Voller Vorsteuerabzug für gemischt genutztes Gebäude

Wie erwartet hat der Europäische Gerichtshof (EuGH) mit Urteil vom 8.5.2003 (C-269/00) nun klargestellt, dass die deutschen Vorschriften, die den Vorsteuerabzug versagen, soweit er anteilig mit der privaten Nutzung eines Gebäudes im Unternehmensvermögen zusammenhängt, gegen das Gemeinschaftsrecht verstoßen. Zur Begründung führen die Richter des EuGH an, dass die Verwendung eines Teils eines gemischt genutzten Gebäudes für den privaten Bedarf nicht einer steuerfreien Vermietung gleichzusetzen ist, da wichtige Voraussetzungen wie Vereinbarungen über Mietzins, Dauer des Nutzungsrechts usw. fehlen. Vielmehr handelt es sich dabei um eine umsatzsteuerpflichtige Dienstleistung. Folglich ist die Vorsteuer, die mit dem Erwerb bzw. der Herstellung des insgesamt dem Unternehmensvermögen zugeordneten Gebäudes nun in voller Höhe sofort abzugsfähig. Im Gegenzug unterliegt die private Verwendung jedes Jahr der Umsatzsteuerpflicht. Nach der deutschen Rechtslage hingegen konnte der Unternehmer nur die auf den betrieblich genutzten Gebäudeanteil entfallenen Vorsteuern geltend machen.

Vereinfachtes Beispiel: Ein Unternehmer lässt von einem Bauunternehmen ein Gebäude für 500.000 Euro zzgl. 80.000 Euro USt errichten.
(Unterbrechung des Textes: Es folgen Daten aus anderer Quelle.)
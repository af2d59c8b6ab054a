//! Structured logging initialization.

use crate::error::{TelemetryError, TelemetryResult};
use tracing_subscriber::{fmt, layer::SubscriberExt, util::SubscriberInitExt, EnvFilter};

/// Initialize logging with the default filter (`info`, engine at `debug`).
///
/// JSON output when `RUST_ENV=production`, compact human-readable output
/// otherwise. `RUST_LOG` overrides the filter as usual.
pub fn init_logging() -> TelemetryResult<()> {
    init_logging_with("info,posboard=debug")
}

/// Initialize logging with an explicit fallback filter directive.
///
/// Fails if a global subscriber is already installed.
pub fn init_logging_with(default_filter: &str) -> TelemetryResult<()> {
    let env_filter =
        EnvFilter::try_from_default_env().unwrap_or_else(|_| EnvFilter::new(default_filter));

    let json_output = std::env::var("RUST_ENV")
        .map(|v| v == "production")
        .unwrap_or(false);

    let registry = tracing_subscriber::registry().with(env_filter);

    let result = if json_output {
        registry
            .with(fmt::layer().json().with_current_span(true))
            .try_init()
    } else {
        registry
            .with(fmt::layer().compact().with_target(true))
            .try_init()
    };

    result.map_err(|e| TelemetryError::Init(e.to_string()))
}

#[cfg(test)]
mod tests {
    use super::*;

    #[test]
    fn test_second_init_fails() {
        assert!(init_logging().is_ok());

        let err = init_logging_with("debug").unwrap_err();
        assert!(matches!(err, crate::error::TelemetryError::Init(_)));
    }
}
use crate::antispam::SpamVerdict;
use crate::bot::argument::{
    parse_probability, parse_switch, parse_user_reference, usage_message, ArgumentError,
    UserReference,
};
use crate::bot::messaging::{
    ban_notice, format_percent, format_settings, format_stats, format_users, pre_block,
    send_html, send_plain, shout, spam_warning,
};
use crate::bot::{permissions, BotContext, Command};
use crate::config::{SETTINGS_ANTISPAM_ENABLED_KEY, SETTINGS_TRIGGER_PROBABILITY_KEY};
use crate::persistence::{Chat, User};
use crate::stats;
use crate::utils::truncate_str;
use anyhow::Result;
use chrono::Utc;
use std::time::Instant;
use teloxide::prelude::*;
use teloxide::types::{Me, UserId};
use teloxide::utils::command::BotCommands;
use tracing::{debug, info, warn};

/// Persisted form of a Telegram user
#[must_use]
pub fn to_user(user: &teloxide::types::User) -> User {
    User {
        id: user.id.0.cast_signed(),
        username: user.username.clone(),
        first_name: user.first_name.clone(),
        full_name: user.full_name(),
        last_timeout: None,
        is_banned: false,
    }
}

/// `private`, `group`, `supergroup` or `channel`
#[must_use]
pub fn chat_type(chat: &teloxide::types::Chat) -> &'static str {
    if chat.is_private() {
        "private"
    } else if chat.is_group() {
        "group"
    } else if chat.is_supergroup() {
        "supergroup"
    } else {
        "channel"
    }
}

fn sender_name(user: &teloxide::types::User) -> String {
    user.username
        .as_ref()
        .map_or_else(|| user.full_name(), |username| format!("@{username}"))
}

async fn load_chat(ctx: &BotContext, msg: &Message) -> Result<Chat> {
    let chat = ctx.persistence.get_chat(msg.chat.id.0).await?;
    Ok(chat.unwrap_or_else(|| Chat::with_default_settings(msg.chat.id.0, chat_type(&msg.chat))))
}

/// Makes sure the chat is known and remembers the sender as a member
///
/// # Errors
///
/// Returns an error if persisting fails.
pub async fn track_message(msg: &Message, ctx: &BotContext) -> Result<()> {
    let chat_id = msg.chat.id.0;
    if ctx.persistence.get_chat(chat_id).await?.is_none() {
        info!("New chat {chat_id} ({})", chat_type(&msg.chat));
        ctx.persistence
            .add_or_update_chat(&Chat::with_default_settings(chat_id, chat_type(&msg.chat)))
            .await?;
    }

    if let Some(from) = msg.from.as_ref().filter(|u| !u.is_bot) {
        ctx.persistence
            .add_or_update_chat_member(chat_id, &to_user(from))
            .await?;
    }
    Ok(())
}

/// Handles the bot or other users joining and leaving a chat
///
/// # Errors
///
/// Returns an error if persisting fails.
pub async fn handle_membership(msg: &Message, me: &Me, ctx: &BotContext) -> Result<()> {
    let chat_id = msg.chat.id.0;

    for member in msg.new_chat_members().unwrap_or_default() {
        if member.id == me.id {
            info!("Bot was added to chat {chat_id}");
            if ctx.persistence.get_chat(chat_id).await?.is_none() {
                ctx.persistence
                    .add_or_update_chat(&Chat::with_default_settings(chat_id, chat_type(&msg.chat)))
                    .await?;
            }
        } else {
            debug!("{} ({}) joined chat {chat_id}", member.full_name(), member.id);
            ctx.persistence
                .add_or_update_chat_member(chat_id, &to_user(member))
                .await?;
        }
    }

    if let Some(member) = msg.left_chat_member() {
        if member.id == me.id {
            info!("Bot was removed from chat {chat_id}");
            ctx.persistence.delete_chat(chat_id).await?;
        } else {
            debug!("{} ({}) left chat {chat_id}", member.full_name(), member.id);
            ctx.persistence
                .remove_chat_member(chat_id, member.id.0.cast_signed())
                .await?;
        }
    }
    Ok(())
}

/// Applies the consequences of an antispam verdict. Failures are logged.
async fn enforce_verdict(bot: &Bot, msg: &Message, verdict: SpamVerdict) {
    let Some(from) = msg.from.as_ref() else {
        return;
    };
    let name = sender_name(from);
    match verdict {
        SpamVerdict::TimedOut => {
            if let Err(e) = send_html(bot, msg.chat.id, &spam_warning(&name)).await {
                warn!("Failed to warn spammer {}: {e}", from.id);
            }
        }
        SpamVerdict::Banned => {
            match bot.ban_chat_member(msg.chat.id, from.id).await {
                Ok(_) => info!("Kicked spammer {} from chat {}", from.id, msg.chat.id),
                Err(e) => warn!("Error kicking user {}: {e}", from.id),
            }
            if let Err(e) = send_html(bot, msg.chat.id, &ban_notice(&name)).await {
                warn!("Failed to send ban notice for {}: {e}", from.id);
            }
        }
        SpamVerdict::Clean | SpamVerdict::Suppressed => {}
    }
}

/// Handles a regular text message
///
/// # Errors
///
/// Returns an error if persistence or sending the response fails.
pub async fn handle_text(bot: &Bot, msg: &Message, ctx: &BotContext) -> Result<()> {
    let started = Instant::now();
    let result = process_text(bot, msg, ctx).await;
    stats::record_processing_time(started.elapsed());
    result
}

async fn process_text(bot: &Bot, msg: &Message, ctx: &BotContext) -> Result<()> {
    let (Some(text), Some(from)) = (msg.text(), msg.from.as_ref()) else {
        return Ok(());
    };
    let chat_id = msg.chat.id.0;
    stats::record_message(chat_id);
    debug!(
        "Message from {} in chat {chat_id}: '{}'",
        from.id,
        truncate_str(text, 100)
    );

    let verdict = ctx
        .antispam
        .process_message(chat_id, from.id.0.cast_signed(), Utc::now())
        .await?;
    if verdict.is_spam() {
        enforce_verdict(bot, msg, verdict).await;
        return Ok(());
    }

    if !ctx.settings.accepts_message(text) {
        return Ok(());
    }

    let chat = load_chat(ctx, msg).await?;
    if let Some(response) = ctx
        .responses
        .find_response(&chat, &from.first_name, text)
        .await?
    {
        info!("Rule {} responds in chat {chat_id}", response.rule_id);
        let sent = shout(bot, msg.chat.id, &response.text, Some(msg.id)).await?;
        ctx.answers.remember(chat_id, sent.id.0, response).await;
    }
    Ok(())
}

/// Answers unknown commands with the command list, in private chats only
///
/// # Errors
///
/// Returns an error if the reply cannot be sent.
pub async fn handle_unknown_command(bot: &Bot, msg: &Message) -> Result<()> {
    if msg.chat.is_private() {
        send_plain(bot, msg.chat.id, &Command::descriptions().to_string()).await?;
    }
    Ok(())
}

/// Runs a command after checking permissions
///
/// # Errors
///
/// Returns an error if persistence or sending the reply fails.
pub async fn handle_command(bot: &Bot, msg: &Message, cmd: Command, ctx: &BotContext) -> Result<()> {
    let user_id = msg.from.as_ref().map_or(0, |u| u.id.0.cast_signed());
    if !permissions::is_authorized(bot, msg, &ctx.settings).await {
        info!("Ignoring {cmd:?} from unauthorized user {user_id} in chat {}", msg.chat.id);
        return Ok(());
    }
    info!("User {user_id} runs {cmd:?} in chat {}", msg.chat.id);

    let usage = cmd.usage();
    let result = match cmd {
        Command::Commands | Command::Help => {
            send_plain(bot, msg.chat.id, &Command::descriptions().to_string()).await
        }
        Command::Stats => stats_command(bot, msg, ctx).await,
        Command::Mudda => mudda_command(bot, msg, ctx).await,
        Command::Settings => {
            let chat = load_chat(ctx, msg).await?;
            send_plain(bot, msg.chat.id, &format_settings(&chat)).await
        }
        Command::SetAntispam(arg) => match parse_switch(&arg) {
            Ok(state) => set_antispam_command(bot, msg, ctx, state).await,
            Err(e) => Err(e.into()),
        },
        Command::SetChance(arg) => match parse_probability(&arg) {
            Ok(probability) => set_chance_command(bot, msg, ctx, probability).await,
            Err(e) => Err(e.into()),
        },
        Command::Ban(arg) => match parse_user_reference(&arg) {
            Ok(reference) => ban_command(bot, msg, ctx, reference).await,
            Err(e) => Err(e.into()),
        },
        Command::Unban(arg) => match parse_user_reference(&arg) {
            Ok(reference) => unban_command(bot, msg, ctx, reference).await,
            Err(e) => Err(e.into()),
        },
        Command::Users => {
            let chat = load_chat(ctx, msg).await?;
            let text = format_users(&chat.users, Utc::now(), ctx.antispam.timeout());
            send_plain(bot, msg.chat.id, &text).await
        }
        Command::Bad => rate_command(bot, msg, ctx, true).await,
        Command::Good => rate_command(bot, msg, ctx, false).await,
        Command::Version => {
            send_plain(bot, msg.chat.id, &format!("deinemudda {}", env!("CARGO_PKG_VERSION"))).await
        }
        Command::Config => {
            let yaml = ctx.settings.to_redacted_yaml()?;
            send_html(bot, msg.chat.id, &pre_block(&yaml)).await
        }
    };

    match result {
        Err(e) => match e.downcast_ref::<ArgumentError>() {
            Some(argument_error) => {
                debug!("Invalid arguments: {argument_error}");
                send_plain(bot, msg.chat.id, &usage_message(argument_error, usage)).await
            }
            None => Err(e),
        },
        ok => ok,
    }
}

async fn stats_command(bot: &Bot, msg: &Message, ctx: &BotContext) -> Result<()> {
    let counts = ctx.persistence.entity_counts().await?;
    let text = format_stats(&counts, &ctx.metrics.render(), msg.chat.id.0);
    send_plain(bot, msg.chat.id, &text).await
}

async fn mudda_command(bot: &Bot, msg: &Message, ctx: &BotContext) -> Result<()> {
    let Some(from) = msg.from.as_ref() else {
        return Ok(());
    };

    let verdict = ctx
        .antispam
        .process_message(msg.chat.id.0, from.id.0.cast_signed(), Utc::now())
        .await?;
    if verdict.is_spam() {
        enforce_verdict(bot, msg, verdict).await;
        debug!("Removing message {} in chat {} because of spam", msg.id.0, msg.chat.id);
        if let Err(e) = bot.delete_message(msg.chat.id, msg.id).await {
            debug!("Couldn't remove message: {e}");
        }
        return Ok(());
    }

    let Some(target) = msg.reply_to_message() else {
        shout(bot, msg.chat.id, "deine mudda", None).await?;
        return Ok(());
    };

    let chat = load_chat(ctx, msg).await?;
    let response = match target.text() {
        Some(text) => {
            ctx.responses
                .force_response(&chat, &from.first_name, text)
                .await?
        }
        None => None,
    };
    match response {
        Some(response) => {
            let sent = shout(bot, msg.chat.id, &response.text, Some(target.id)).await?;
            ctx.answers.remember(msg.chat.id.0, sent.id.0, response).await;
        }
        None => {
            shout(bot, msg.chat.id, "deine mudda", Some(target.id)).await?;
        }
    }
    Ok(())
}

async fn rate_command(bot: &Bot, msg: &Message, ctx: &BotContext, is_bad: bool) -> Result<()> {
    let Some(target) = msg.reply_to_message() else {
        return Err(ArgumentError::Missing("answer").into());
    };

    let rated = ctx
        .answers
        .rate(ctx.persistence.as_ref(), msg.chat.id.0, target.id.0, is_bad)
        .await?;
    let text = match rated {
        Some(response) if is_bad => {
            format!("Okay, {} won't answer that again.", response.rule_id)
        }
        Some(response) => format!("Okay, {} may answer that again.", response.rule_id),
        None => "I don't remember that answer.".to_string(),
    };
    send_plain(bot, msg.chat.id, &text).await
}

async fn set_antispam_command(
    bot: &Bot,
    msg: &Message,
    ctx: &BotContext,
    state: &str,
) -> Result<()> {
    let mut chat = load_chat(ctx, msg).await?;
    chat.set_setting(SETTINGS_ANTISPAM_ENABLED_KEY, state);
    ctx.persistence.add_or_update_chat(&chat).await?;
    send_plain(bot, msg.chat.id, &format!("Antispam: {state}")).await
}

async fn set_chance_command(
    bot: &Bot,
    msg: &Message,
    ctx: &BotContext,
    probability: f64,
) -> Result<()> {
    let mut chat = load_chat(ctx, msg).await?;
    chat.set_setting(SETTINGS_TRIGGER_PROBABILITY_KEY, probability.to_string());
    ctx.persistence.add_or_update_chat(&chat).await?;
    send_plain(
        bot,
        msg.chat.id,
        &format!("TriggerChance: {}", format_percent(probability)),
    )
    .await
}

async fn resolve_user(ctx: &BotContext, reference: &UserReference) -> Result<Option<User>> {
    let user = match reference {
        UserReference::Id(id) => ctx.persistence.get_user(*id).await?,
        UserReference::Username(name) => ctx.persistence.get_user_by_username(name).await?,
    };
    Ok(user)
}

async fn ban_command(
    bot: &Bot,
    msg: &Message,
    ctx: &BotContext,
    reference: UserReference,
) -> Result<()> {
    let Some(mut user) = resolve_user(ctx, &reference).await? else {
        return send_plain(bot, msg.chat.id, "Unknown user").await;
    };

    user.is_banned = true;
    ctx.persistence.add_or_update_user(&user).await?;
    info!("User {} banned by command in chat {}", user.id, msg.chat.id);

    if !msg.chat.is_private() {
        if let Err(e) = bot
            .ban_chat_member(msg.chat.id, UserId(user.id.cast_unsigned()))
            .await
        {
            warn!("Error kicking user {}: {e}", user.id);
        }
    }
    send_plain(bot, msg.chat.id, &format!("Banned {}", user.display_name())).await
}

async fn unban_command(
    bot: &Bot,
    msg: &Message,
    ctx: &BotContext,
    reference: UserReference,
) -> Result<()> {
    let Some(mut user) = resolve_user(ctx, &reference).await? else {
        return send_plain(bot, msg.chat.id, "Unknown user").await;
    };

    user.is_banned = false;
    user.last_timeout = None;
    ctx.persistence.add_or_update_user(&user).await?;
    ctx.antispam.forget(user.id).await;
    info!("User {} unbanned by command in chat {}", user.id, msg.chat.id);

    if !msg.chat.is_private() {
        if let Err(e) = bot
            .unban_chat_member(msg.chat.id, UserId(user.id.cast_unsigned()))
            .only_if_banned(true)
            .await
        {
            warn!("Error unbanning user {}: {e}", user.id);
        }
    }
    send_plain(bot, msg.chat.id, &format!("Unbanned {}", user.display_name())).await
}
Die Fertigstellung erfolgt im Januar 2003. Das Gebäude wird je zur Hälfte von ihm betrieblich bzw. privat genutzt und insgesamt dem Unternehmensvermögen zugeordnet. Nach deutschem Recht kann der Unternehmer Vorsteuern aus den Herstellungskosten lediglich i. H. v. 40.000 Euro (80.000 Euro : 2) geltend machen.
Die private Nutzung bleibt hingegen umsatzsteuerfrei. Nach der neuen Rechtsprechung des EuGH kann der Unternehmer jedoch die gesamte Umsatzsteuer – also 80.000 Euro – geltend machen.

Die Umsatzsteuer für die private Verwendung beträgt jährlich 800 Euro (Bemessungsgrundlage: 500.000 Euro : 2 = 250.000 Euro x 2 % (AfA) = 5.000 Euro).

Nach der geltenden deutschen Rechtslage ist die Vorsteuer zu berichtigen, d. h. an das Finanzamt anteilig für den restlichen Zeitraum zurückzuzahlen, falls das Gebäude innerhalb von zehn Jahren umsatzsteuerfrei veräußert bzw. ins Privatvermögen übertragen wird. Nach Ablauf des Zeitraums entfällt die Notwendigkeit der Berichtigung, was zu einer endgültigen Ersparnis im Beispielsfall i. H. v. 32.000 Euro führen würde.